Como no hago nada por librarme de Virginia, debo encontrar el modo de avisar a mis padres que no almorzaré con ellos. Para peor, mi madre ya me espera en el Rosedal. La imagino sentada en un banco, sonriente y animosa, como está en una desvaída fotografía que hace tiempo le sacaron en esos mismos jardines y que ahora me parece patética.
Por el corredor de la casa de campo llego al viejo escritorio, de revoque descascarado. Con alguna dificultad despierto a mi padre que descansa, extrañamente encogido en el diván. «No dormí bien anoche», dice, para disculparse. Está muy contento de verme. En seguida le digo: «No voy a almorzar con ustedes». Mi padre tarda en entender, porque no despertó del todo, y yo me apresuro a pedirle: «Avisale a mamá». Quiero irme antes de que se despabile, porque todavía está contento y sé que muy pronto él también va a entristecerse.
Inflijo ese dolor y me lo inflijo para no defraudar a una mujer para quien la salida conmigo vale (¿cómo decirlo sin mezquindad?) exactamente un almuerzo.
Me dio su interpretación:
– Lo que sucede es que ahora no quiere verlos.
– Fuimos tan amigos -le dije.
Me faltó ánimo para explicar.
EL LADO DE LA SOMBRA
El lado de la sombra
En cuanto cruzas la calle
estás del lado de la sombra.
(Más acá, más allá, milonga de Juan Ferraris, 1921)
Tan acostumbrado estaba a los crujidos de la navegación, que al despertar de la siesta oí el silencio del buque. Me asomé por un ojo de buey. Vi abajo el agua tranquila y a lo lejos, pródiga en vegetación verde, la costa, donde identifiqué palmeras y probablemente bananos. Me puse el traje de brin y subí a cubierta.

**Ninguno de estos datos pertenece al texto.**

//! Page table entry for x86_64 architecture.

use crate::PhysicalAddress;

use super::flags::PageFlags;

/// A single leaf page table entry for x86_64.
///
/// Bits 12-51 hold the frame address; the remaining bits (including NX in
/// bit 63) are flags.
#[derive(Debug, Clone, Copy, PartialEq, Eq, Default)]
#[repr(transparent)]
pub struct PageEntry(usize);

impl PageEntry {
    const ADDRESS_MASK: usize = 0x000F_FFFF_FFFF_F000;
    const FLAGS_MASK: usize = !Self::ADDRESS_MASK;

    /// Creates a new page table entry.
    ///
    /// The physical address must be page-aligned (lowest 12 bits must be zero).
    pub fn new(address: PhysicalAddress, flags: PageFlags) -> Self {
        debug_assert!(
            address.as_usize() & 0xFFF == 0,
            "physical address must be page-aligned"
        );
        Self((address.as_usize() & Self::ADDRESS_MASK) | (flags.as_usize() & Self::FLAGS_MASK))
    }

    /// Returns the physical address stored in this entry, if present.
    pub fn address(self) -> Option<PhysicalAddress> {
        if self.is_present() {
            Some(PhysicalAddress::new(self.0 & Self::ADDRESS_MASK))
        } else {
            None
        }
    }

    pub fn flags(self) -> PageFlags {
        PageFlags::from(self.0 & Self::FLAGS_MASK)
    }

    /// Sets the flags for this entry, preserving the address.
    pub fn set_flags(&mut self, flags: PageFlags) {
        self.0 = (self.0 & Self::ADDRESS_MASK) | (flags.as_usize() & Self::FLAGS_MASK);
    }

    pub fn is_present(self) -> bool {
        self.flags().is_present()
    }
}
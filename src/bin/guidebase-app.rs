use std::net::SocketAddr;
use std::path::PathBuf;
use std::sync::Arc;

use axum::Router;
use axum::extract::{Path, Query, State};
use axum::http::StatusCode;
use axum::response::{IntoResponse, Json, Response};
use axum::routing::{delete, get, post};
use clap::Parser;
use serde::Deserialize;
use serde_json::json;
use tower_http::trace::TraceLayer;

use guidebase::config::ExtractionConfig;
use guidebase::error::ExtractionError;
use guidebase::extraction::{ExtractionClient, JobHandle, JobStart};
use guidebase::poll::JobState;
use guidebase::schema::ContentKind;
use guidebase::store::Store;

#[derive(Debug, Parser)]
#[command(author, version, about)]
struct AppArgs {
    #[arg(long, default_value = "127.0.0.1:8080")]
    addr: SocketAddr,

    /// SQLite database path.
    #[arg(long, default_value = "data/guidebase.sqlite3")]
    db: PathBuf,
}

#[derive(Clone)]
struct AppState {
    store: Arc<Store>,
    extraction: Option<Arc<ExtractionClient>>,
}

#[tokio::main]
async fn main() -> std::process::ExitCode {
    if let Err(err) = try_main().await {
        eprintln!("{err:#}");
        return std::process::ExitCode::FAILURE;
    }
    std::process::ExitCode::SUCCESS
}

async fn try_main() -> anyhow::Result<()> {
    guidebase::logging::init()?;

    let args = AppArgs::parse();
    tracing::info!(?args, "starting guidebase-app");

    let store = Arc::new(Store::open(&args.db)?);

    let extraction = match ExtractionConfig::from_env() {
        Ok(config) => Some(Arc::new(ExtractionClient::new(config)?)),
        Err(err) => {
            tracing::warn!(%err, "extraction service not configured; extraction routes disabled");
            None
        }
    };

    let state = AppState { store, extraction };

    let app = Router::new()
        .route("/healthz", get(|| async { "ok\n" }))
        .route("/api/extract", post(start_extraction))
        .route("/api/poll/:job_id", get(poll_job))
        .route("/api/items", get(list_items).post(import_job))
        .route("/api/items/:id", get(get_item).delete(delete_item))
        .route("/api/items/:id/checklist", post(copy_to_checklist))
        .route("/api/checklist", get(get_checklist).delete(clear_checklist))
        .route("/api/checklist/:id", delete(remove_checklist_item))
        .route("/api/checklist/:id/toggle", post(toggle_checklist_item))
        .layer(TraceLayer::new_for_http())
        .with_state(state);

    let listener = tokio::net::TcpListener::bind(args.addr)
        .await
        .map_err(|err| anyhow::anyhow!("bind {}: {err}", args.addr))?;
    tracing::info!(addr = %args.addr, "listening");
    axum::serve(listener, app).await?;
    Ok(())
}

#[derive(Debug, Deserialize)]
struct ExtractRequest {
    url: Option<String>,
    kind: Option<String>,
}

#[derive(Debug, Deserialize)]
struct JobQuery {
    kind: Option<String>,
}

#[derive(Debug, Deserialize)]
struct ImportRequest {
    job_id: Option<String>,
    kind: Option<String>,
}

async fn start_extraction(
    State(state): State<AppState>,
    Json(req): Json<ExtractRequest>,
) -> Response {
    let Some(client) = state.extraction.as_deref() else {
        return config_error_response();
    };
    let Some(url) = req.url.as_deref().map(str::trim).filter(|u| !u.is_empty()) else {
        return error_response(StatusCode::BAD_REQUEST, "URL is required");
    };
    let kind = match parse_kind(req.kind.as_deref()) {
        Ok(kind) => kind,
        Err(response) => return response,
    };

    match client.start_job(url, kind).await {
        Ok(JobStart::Accepted(handle)) => Json(json!({
            "success": true,
            "job_id": handle.job_id,
            "kind": handle.kind,
        }))
        .into_response(),
        // Fast pages come back finished; store the result without a poll cycle.
        Ok(JobStart::Completed(mut item)) => {
            if item.source_url.is_none() {
                item.source_url = Some(url.to_string());
            }
            match state.store.save(&item) {
                Ok(item_id) => Json(json!({ "success": true, "item_id": item_id })).into_response(),
                Err(err) => storage_error_response(err),
            }
        }
        Err(err) => extraction_error_response(&err),
    }
}

async fn poll_job(
    State(state): State<AppState>,
    Path(job_id): Path<String>,
    Query(query): Query<JobQuery>,
) -> Response {
    let Some(client) = state.extraction.as_deref() else {
        return config_error_response();
    };
    let kind = match parse_kind(query.kind.as_deref()) {
        Ok(kind) => kind,
        Err(response) => return response,
    };
    let handle = match job_handle(&job_id, kind) {
        Ok(handle) => handle,
        Err(response) => return response,
    };

    match client.poll_once(&handle).await {
        Ok(snapshot) => Json(json!({
            "success": true,
            "status": snapshot.state,
            "progress": snapshot.progress,
            "data": snapshot.data,
            "error": snapshot.error,
        }))
        .into_response(),
        Err(err) => extraction_error_response(&err),
    }
}

/// Imports the finished result of a job into storage.
async fn import_job(State(state): State<AppState>, Json(req): Json<ImportRequest>) -> Response {
    let Some(client) = state.extraction.as_deref() else {
        return config_error_response();
    };
    let Some(job_id) = req.job_id.as_deref() else {
        return error_response(StatusCode::BAD_REQUEST, "job_id is required");
    };
    let kind = match parse_kind(req.kind.as_deref()) {
        Ok(kind) => kind,
        Err(response) => return response,
    };
    let handle = match job_handle(job_id, kind) {
        Ok(handle) => handle,
        Err(response) => return response,
    };

    let snapshot = match client.poll_once(&handle).await {
        Ok(snapshot) => snapshot,
        Err(err) => return extraction_error_response(&err),
    };

    match snapshot.state {
        JobState::Completed => {
            let Some(item) = snapshot.data else {
                return error_response(
                    StatusCode::BAD_GATEWAY,
                    "completed job carries no extraction data",
                );
            };
            match state.store.save(&item) {
                Ok(item_id) => Json(json!({ "success": true, "item_id": item_id })).into_response(),
                Err(err) => storage_error_response(err),
            }
        }
        JobState::Failed => error_response(
            StatusCode::BAD_GATEWAY,
            snapshot
                .error
                .unwrap_or_else(|| guidebase::poll::DEFAULT_FAILURE_MESSAGE.to_string()),
        ),
        JobState::Pending | JobState::Running => {
            error_response(StatusCode::CONFLICT, "job has not finished yet")
        }
    }
}

async fn list_items(State(state): State<AppState>) -> Response {
    match state.store.list() {
        Ok(items) => Json(json!({ "success": true, "items": items })).into_response(),
        Err(err) => storage_error_response(err),
    }
}

async fn get_item(State(state): State<AppState>, Path(id): Path<String>) -> Response {
    match state.store.load(&id) {
        Ok(Some(item)) => Json(json!({ "success": true, "item": item })).into_response(),
        Ok(None) => not_found_response(),
        Err(err) => storage_error_response(err),
    }
}

async fn delete_item(State(state): State<AppState>, Path(id): Path<String>) -> Response {
    match state.store.delete(&id) {
        Ok(true) => Json(json!({ "success": true })).into_response(),
        Ok(false) => not_found_response(),
        Err(err) => storage_error_response(err),
    }
}

async fn copy_to_checklist(State(state): State<AppState>, Path(id): Path<String>) -> Response {
    match state.store.add_item_to_checklist(&id) {
        Ok(Some(copied)) => Json(json!({ "success": true, "copied": copied })).into_response(),
        Ok(None) => not_found_response(),
        Err(err) => storage_error_response(err),
    }
}

async fn get_checklist(State(state): State<AppState>) -> Response {
    match state.store.checklist() {
        Ok(entries) => Json(json!({ "success": true, "checklist": entries })).into_response(),
        Err(err) => storage_error_response(err),
    }
}

async fn toggle_checklist_item(State(state): State<AppState>, Path(id): Path<String>) -> Response {
    match state.store.toggle_checklist_item(&id) {
        Ok(true) => Json(json!({ "success": true })).into_response(),
        Ok(false) => not_found_response(),
        Err(err) => storage_error_response(err),
    }
}

async fn remove_checklist_item(State(state): State<AppState>, Path(id): Path<String>) -> Response {
    match state.store.remove_checklist_item(&id) {
        Ok(true) => Json(json!({ "success": true })).into_response(),
        Ok(false) => not_found_response(),
        Err(err) => storage_error_response(err),
    }
}

async fn clear_checklist(State(state): State<AppState>) -> Response {
    match state.store.clear_checklist() {
        Ok(()) => Json(json!({ "success": true })).into_response(),
        Err(err) => storage_error_response(err),
    }
}

fn parse_kind(raw: Option<&str>) -> Result<ContentKind, Response> {
    match raw {
        None => Ok(ContentKind::Tutorial),
        Some(raw) => ContentKind::parse(raw).ok_or_else(|| {
            error_response(
                StatusCode::BAD_REQUEST,
                format!("unsupported kind {raw:?}: expected tutorial or recipe"),
            )
        }),
    }
}

fn job_handle(job_id: &str, kind: ContentKind) -> Result<JobHandle, Response> {
    let job_id = job_id.trim();
    if job_id.is_empty() {
        return Err(error_response(
            StatusCode::BAD_REQUEST,
            "job id is required",
        ));
    }
    Ok(JobHandle {
        job_id: job_id.to_string(),
        kind,
    })
}

fn error_response(status: StatusCode, message: impl Into<String>) -> Response {
    (
        status,
        Json(json!({ "success": false, "error": message.into() })),
    )
        .into_response()
}

/// Configuration problems are logged server-side and answered with a generic
/// message; credential values never reach the caller.
fn config_error_response() -> Response {
    tracing::error!("extraction requested but the service credentials are not configured");
    error_response(
        StatusCode::INTERNAL_SERVER_ERROR,
        "server configuration error",
    )
}

fn extraction_error_response(err: &ExtractionError) -> Response {
    let status = match err {
        ExtractionError::Validation(_) => StatusCode::BAD_REQUEST,
        ExtractionError::Config(_) => {
            tracing::error!(%err, "extraction configuration error");
            return error_response(
                StatusCode::INTERNAL_SERVER_ERROR,
                "server configuration error",
            );
        }
        ExtractionError::Auth | ExtractionError::Upstream { .. } => StatusCode::BAD_GATEWAY,
        ExtractionError::Timeout(_) => StatusCode::GATEWAY_TIMEOUT,
        ExtractionError::NotFound => StatusCode::NOT_FOUND,
    };
    error_response(status, err.to_string())
}

fn storage_error_response(err: anyhow::Error) -> Response {
    tracing::error!(?err, "storage operation failed");
    error_response(StatusCode::INTERNAL_SERVER_ERROR, "storage error")
}

fn not_found_response() -> Response {
    error_response(StatusCode::NOT_FOUND, "not found")
}
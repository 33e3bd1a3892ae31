use std::path::Path;
use std::sync::{Mutex, MutexGuard};

use anyhow::Context as _;
use chrono::{DateTime, SecondsFormat, Utc};
use rusqlite::{Connection, OptionalExtension as _, params};
use serde::de::DeserializeOwned;
use uuid::Uuid;

use crate::content::{
    ChecklistItem, ChecklistItemType, ContentItem, Difficulty, GlossaryTerm, ItemSummary, Material,
    MeasurementConversion, SafetyWarning, Severity, SkillReference, Step, StoredItem, Tool,
};
use crate::schema::ContentKind;

/// Relational storage for content aggregates and the materials checklist.
///
/// Aggregates are written and removed as whole trees; there is no update
/// path. Checklist rows are snapshots copied out of an aggregate and live
/// outside its cascade graph.
pub struct Store {
    conn: Mutex<Connection>,
}
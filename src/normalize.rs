//! Shapes the extraction service's best-effort JSON into the strict
//! [`ContentItem`] model. Every field gets a typed default when absent,
//! positional numbering falls back to the 1-based array position, and
//! nothing present in the payload is dropped. No I/O happens here.

use serde_json::Value;

use crate::content::{
    ContentItem, Difficulty, GlossaryTerm, HelpfulLink, LinkType, Material, MeasurementConversion,
    SafetyWarning, Severity, SkillReference, Step, Tool,
};
use crate::schema::ContentKind;

pub fn normalize(kind: ContentKind, raw: &Value) -> ContentItem {
    match kind {
        ContentKind::Tutorial => normalize_tutorial(raw),
        ContentKind::Recipe => normalize_recipe(raw),
    }
}

fn normalize_tutorial(raw: &Value) -> ContentItem {
    let mut item = ContentItem::empty(
        ContentKind::Tutorial,
        string_or(raw, &["title"], || "Untitled Tutorial".to_string()),
    );

    item.overview = string_or(raw, &["overview", "description"], String::new);
    item.image_url = opt_string(raw, &["image_url"]);
    item.author = opt_string(raw, &["author"]);
    item.author_url = opt_string(raw, &["author_url"]);
    item.difficulty = opt_string(raw, &["difficulty"]);
    item.total_time = opt_string(raw, &["estimated_time", "total_time"]);

    item.glossary = array_field(raw, &["glossary"])
        .iter()
        .enumerate()
        .map(|(idx, term)| glossary_term(idx, term))
        .collect();

    // Older schema generations flattened materials and tools into one list
    // under `materials_and_tools` with an `item` name key; both spellings
    // are accepted.
    item.materials = array_field(raw, &["materials", "materials_and_tools"])
        .iter()
        .enumerate()
        .map(|(idx, mat)| material(idx, mat, "Item"))
        .collect();

    item.tools = array_field(raw, &["tools"])
        .iter()
        .enumerate()
        .map(|(idx, tool)| Tool {
            name: string_or(tool, &["name", "item"], || format!("Tool {}", idx + 1)),
            notes: opt_string(tool, &["notes"]),
            required: bool_field(tool, "required").unwrap_or(true),
        })
        .collect();

    item.steps = array_field(raw, &["steps"])
        .iter()
        .enumerate()
        .map(|(idx, step)| normalize_step(idx, step, &["instructions", "text"]))
        .collect();

    item
}

fn normalize_recipe(raw: &Value) -> ContentItem {
    let mut item = ContentItem::empty(
        ContentKind::Recipe,
        string_or(raw, &["title"], || "Untitled Recipe".to_string()),
    );

    item.overview = string_or(raw, &["description", "overview"], String::new);
    item.image_url = opt_string(raw, &["image_url"]);
    item.author = opt_string(raw, &["author"]);
    item.author_url = opt_string(raw, &["author_url"]);
    item.prep_time = opt_string(raw, &["prep_time"]);
    item.cook_time = opt_string(raw, &["cook_time"]);
    item.total_time = opt_string(raw, &["total_time"]);
    item.servings = i64_field(raw, &["servings"]);

    item.materials = array_field(raw, &["ingredients"])
        .iter()
        .enumerate()
        .map(|(idx, ing)| material(idx, ing, "Ingredient"))
        .collect();

    item.steps = array_field(raw, &["instructions", "steps"])
        .iter()
        .enumerate()
        .map(|(idx, step)| normalize_step(idx, step, &["text", "instructions"]))
        .collect();

    item
}

fn glossary_term(idx: usize, raw: &Value) -> GlossaryTerm {
    GlossaryTerm {
        term: string_or(raw, &["term"], || format!("Term {}", idx + 1)),
        definition: string_or(raw, &["definition"], String::new),
        context: opt_string(raw, &["context"]),
    }
}

fn material(idx: usize, raw: &Value, placeholder: &str) -> Material {
    Material {
        name: string_or(raw, &["name", "item"], || {
            format!("{placeholder} {}", idx + 1)
        }),
        quantity: opt_string(raw, &["quantity"]),
        unit: opt_string(raw, &["unit"]),
        notes: opt_string(raw, &["notes"]),
        measurement: raw.get("measurement").and_then(measurement_conversion),
    }
}

fn normalize_step(idx: usize, raw: &Value, text_keys: &[&str]) -> Step {
    let position = (idx + 1) as u32;

    // Some payloads list an instruction as a bare string element.
    if let Value::String(text) = raw {
        let mut step = empty_step(position);
        step.instructions = text.clone();
        return step;
    }

    let mut step = empty_step(position);
    if let Some(number) = i64_field(raw, &["step_number", "step"]).filter(|n| *n > 0) {
        step.step_number = number as u32;
    }
    step.title = string_or(raw, &["title"], || format!("Step {position}"));
    step.instructions = string_or(raw, text_keys, String::new);
    step.tips = opt_string(raw, &["tips"]);
    step.image_urls = string_array(raw, "image_urls");

    step.measurements = array_field(raw, &["measurements"])
        .iter()
        .filter_map(measurement_conversion)
        .collect();

    step.helpful_links = array_field(raw, &["helpful_links"])
        .iter()
        .map(|link| HelpfulLink {
            title: string_or(link, &["title"], || "Helpful Resource".to_string()),
            url: string_or(link, &["url"], String::new),
            link_type: enum_field(link, "type", LinkType::parse),
        })
        .collect();

    step.skill_references = array_field(raw, &["skill_references"])
        .iter()
        .enumerate()
        .map(|(skill_idx, skill)| SkillReference {
            skill_name: string_or(skill, &["skill_name", "name"], || {
                format!("Skill {}", skill_idx + 1)
            }),
            difficulty: enum_field(skill, "difficulty", Difficulty::parse),
            description: string_or(skill, &["description"], String::new),
            search_query: string_or(skill, &["search_query"], String::new),
        })
        .collect();

    step.safety_warnings = array_field(raw, &["safety_warnings"])
        .iter()
        .map(|warning| SafetyWarning {
            warning: string_or(warning, &["warning", "text"], String::new),
            severity: enum_field(warning, "severity", Severity::parse),
            ppe_required: string_array(warning, "ppe_required"),
        })
        .collect();

    step
}

fn empty_step(position: u32) -> Step {
    Step {
        step_number: position,
        title: format!("Step {position}"),
        instructions: String::new(),
        tips: None,
        image_urls: Vec::new(),
        measurements: Vec::new(),
        helpful_links: Vec::new(),
        skill_references: Vec::new(),
        safety_warnings: Vec::new(),
    }
}

/// An absent or non-object value stays absent; a present object is mapped
/// field by field with empty-string defaults.
fn measurement_conversion(raw: &Value) -> Option<MeasurementConversion> {
    raw.as_object()?;
    Some(MeasurementConversion {
        original: string_or(raw, &["original"], String::new),
        metric: string_or(raw, &["metric"], String::new),
        imperial: string_or(raw, &["imperial"], String::new),
    })
}

fn coerce_string(value: &Value) -> Option<String> {
    match value {
        Value::String(s) => Some(s.clone()),
        Value::Number(n) => Some(n.to_string()),
        _ => None,
    }
}

fn string_field(raw: &Value, keys: &[&str]) -> Option<String> {
    keys.iter()
        .filter_map(|key| raw.get(*key).and_then(coerce_string))
        .find(|s| !s.trim().is_empty())
}

fn string_or(raw: &Value, keys: &[&str], default: impl FnOnce() -> String) -> String {
    string_field(raw, keys).unwrap_or_else(default)
}

fn opt_string(raw: &Value, keys: &[&str]) -> Option<String> {
    string_field(raw, keys)
}

fn i64_field(raw: &Value, keys: &[&str]) -> Option<i64> {
    for key in keys {
        let Some(value) = raw.get(*key) else {
            continue;
        };
        match value {
            Value::Number(n) => {
                if let Some(n) = n.as_i64() {
                    return Some(n);
                }
            }
            Value::String(s) => {
                if let Ok(n) = s.trim().parse::<i64>() {
                    return Some(n);
                }
            }
            _ => {}
        }
    }
    None
}

fn bool_field(raw: &Value, key: &str) -> Option<bool> {
    raw.get(key).and_then(Value::as_bool)
}

fn enum_field<T: Default>(raw: &Value, key: &str, parse: impl Fn(&str) -> Option<T>) -> T {
    raw.get(key)
        .and_then(Value::as_str)
        .and_then(|s| parse(s))
        .unwrap_or_default()
}

fn array_field<'a>(raw: &'a Value, keys: &[&str]) -> &'a [Value] {
    keys.iter()
        .find_map(|key| raw.get(*key).and_then(Value::as_array))
        .map(Vec::as_slice)
        .unwrap_or(&[])
}

fn string_array(raw: &Value, key: &str) -> Vec<String> {
    raw.get(key)
        .and_then(Value::as_array)
        .map(|values| values.iter().filter_map(coerce_string).collect())
        .unwrap_or_default()
}
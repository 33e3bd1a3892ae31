use std::time::Duration;

use crate::error::ExtractionError;

pub const DEFAULT_SYNC_TIMEOUT_SECS: u64 = 300;

/// Connection settings for the external extraction service.
///
/// Loaded once at startup and injected into the client; nothing else in the
/// process reads these environment variables.
#[derive(Debug, Clone)]
pub struct ExtractionConfig {
    pub base_url: String,
    pub api_key: String,
    pub referer: Option<String>,
    pub sync_timeout: Duration,
}

impl ExtractionConfig {
    pub fn new(base_url: impl Into<String>, api_key: impl Into<String>) -> Self {
        let base_url = base_url.into().trim_end_matches('/').to_string();
        Self {
            base_url,
            api_key: api_key.into(),
            referer: None,
            sync_timeout: Duration::from_secs(DEFAULT_SYNC_TIMEOUT_SECS),
        }
    }

    pub fn with_referer(mut self, referer: impl Into<String>) -> Self {
        self.referer = Some(referer.into());
        self
    }

    pub fn with_sync_timeout(mut self, timeout: Duration) -> Self {
        self.sync_timeout = timeout;
        self
    }

    /// Reads `GUIDEBASE_API_URL`, `GUIDEBASE_API_KEY` (both required),
    /// `GUIDEBASE_REFERER` and `GUIDEBASE_SYNC_TIMEOUT_SECS` (optional).
    pub fn from_env() -> Result<Self, ExtractionError> {
        let base_url = required_env("GUIDEBASE_API_URL")?;
        let api_key = required_env("GUIDEBASE_API_KEY")?;

        let mut config = Self::new(base_url, api_key);

        if let Some(referer) = optional_env("GUIDEBASE_REFERER") {
            config.referer = Some(referer);
        }

        if let Some(raw) = optional_env("GUIDEBASE_SYNC_TIMEOUT_SECS") {
            let secs: u64 = raw.parse().map_err(|_| {
                ExtractionError::Config(format!(
                    "invalid GUIDEBASE_SYNC_TIMEOUT_SECS={raw:?}: expected a number of seconds"
                ))
            })?;
            if secs == 0 {
                return Err(ExtractionError::Config(
                    "GUIDEBASE_SYNC_TIMEOUT_SECS must be > 0".to_string(),
                ));
            }
            config.sync_timeout = Duration::from_secs(secs);
        }

        Ok(config)
    }
}

fn required_env(name: &str) -> Result<String, ExtractionError> {
    let value = std::env::var(name)
        .map_err(|_| ExtractionError::Config(format!("{name} is not set")))?;
    let value = value.trim().to_string();
    if value.is_empty() {
        return Err(ExtractionError::Config(format!("{name} is empty")));
    }
    Ok(value)
}

fn optional_env(name: &str) -> Option<String> {
    std::env::var(name)
        .ok()
        .map(|v| v.trim().to_string())
        .filter(|v| !v.is_empty())
}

Habíamos atracado. Al babor estaba el puerto, con negros hormigueando por el empedrado, entre los rieles, las altas grúas y los interminables galpones grises; más allá se desparramaba la ciudad, cercada por cerros de empinada ladera selvática; diligentemente, según advertí, entraba carga en el barco. Al estribor -si estribor es el lado derecho, cara a proa- encontré la costa que había observado por el ojo de buey; una isla que me recordó factorías donde nunca estuve, parajes de novelas de Conrad. Algo he de haber leído sobre un personaje que por paulatina muerte de la voluntad, contra el anhelo de su alma, va quedándose en un lugar así, en la Península Malaya, en Sumatra o en Java. Me dije que ni bien desembarcara entraría en el mundo de tales libros y tuve un escalofrío de júbilo y miedo: una gota de cada uno, porque la credulidad no era mucha. Estampidos monótonos del motor de una suerte de canoa que navegaba rumbo a la isla atrajeron mi atención. Tripulaba la canoa un negro que levantaba en alto una jaula de mimbre, con un pájaro azul y verde; riendo nos gritaba a los del barco palabras que no entendí, apenas audibles.